▶ _TASK DIRECTIONS_
What is needed here is an exact reprint of every record below.

▶ _DATASET EXCERPTS_
mod cli;
mod project;
mod render;
mod setup_cfg;

use anyhow::Result;
use clap::Parser;
use is_terminal::IsTerminal;
use tracing_subscriber::EnvFilter;

use std::io::stderr;

use crate::{
    cli::Opts,
    project::Project,
    render::{finish, flake, let_vars, shell},
};

fn main() -> Result<()> {
    tracing_subscriber::fmt()
        .with_ansi(stderr().is_terminal())
        .with_env_filter(EnvFilter::from_env("PY2NIX_LOG"))
        .with_writer(stderr)
        .init();

    let opts = Opts::parse();

    let projects = opts
        .inputs
        .iter()
        .map(|path| Project::open(path))
        .collect::<Result<Vec<_>>>()?;

    let vars = let_vars(&opts.name, &opts.pyver, &projects);
    let script = if opts.shell {
        shell(&vars)
    } else {
        flake(&vars, &opts.nixpkgs)
    };
    println!("{}", finish(&script));

    Ok(())
}
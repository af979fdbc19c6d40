use std::{
    env,
    fs::{File, create_dir_all},
    path::Path,
};

use clap::{CommandFactory, ValueEnum};
use clap_complete::{Shell, generate_to};
use clap_mangen::Man;

include!("src/cli.rs");

fn main() {
    println!("cargo:rerun-if-env-changed=GEN_ARTIFACTS");

    if let Some(dir) = env::var_os("GEN_ARTIFACTS") {
        let out = &Path::new(&dir);
        create_dir_all(out).unwrap();
        let cmd = &mut Opts::command();

        Man::new(cmd.clone())
            .render(&mut File::create(out.join("py2nix.1")).unwrap())
            .unwrap();

        for shell in Shell::value_variants() {
            generate_to(*shell, cmd, "py2nix", out).unwrap();
        }
    }
}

▶ _FINAL ANSWER_
mod cli;
mod project;
mod render;
mod setup_cfg;

use anyhow::Result;
use clap::Parser;
use is_terminal::IsTerminal;
use tracing_subscriber::EnvFilter;

use std::io::stderr;

use crate::{
    cli::Opts,
    project::Project,
    render::{finish, flake, let_vars, shell},
};

fn main() -> Result<()> {
    tracing_subscriber::fmt()
        .with_ansi(stderr().is_terminal())
        .with_env_filter(EnvFilter::from_env("PY2NIX_LOG"))
        .with_writer(stderr)
        .init();

    let opts = Opts::parse();

    let projects = opts
        .inputs
        .iter()
        .map(|path| Project::open(path))
        .collect::<Result<Vec<_>>>()?;

    let vars = let_vars(&opts.name, &opts.pyver, &projects);
    let script = if opts.shell {
        shell(&vars)
    } else {
        flake(&vars, &opts.nixpkgs)
    };
    println!("{}", finish(&script));

    Ok(())
}
repository af979fdbc19c6d40
use std::{
    env,
    fs::{File, create_dir_all},
    path::Path,
};

use clap::{CommandFactory, ValueEnum};
use clap_complete::{Shell, generate_to};
use clap_mangen::Man;

include!("src/cli.rs");

fn main() {
    println!("cargo:rerun-if-env-changed=GEN_ARTIFACTS");

    if let Some(dir) = env::var_os("GEN_ARTIFACTS") {
        let out = &Path::new(&dir);
        create_dir_all(out).unwrap();
        let cmd = &mut Opts::command();

        Man::new(cmd.clone())
            .render(&mut File::create(out.join("py2nix.1")).unwrap())
            .unwrap();

        for shell in Shell::value_variants() {
            generate_to(*shell, cmd, "py2nix", out).unwrap();
        }
    }
}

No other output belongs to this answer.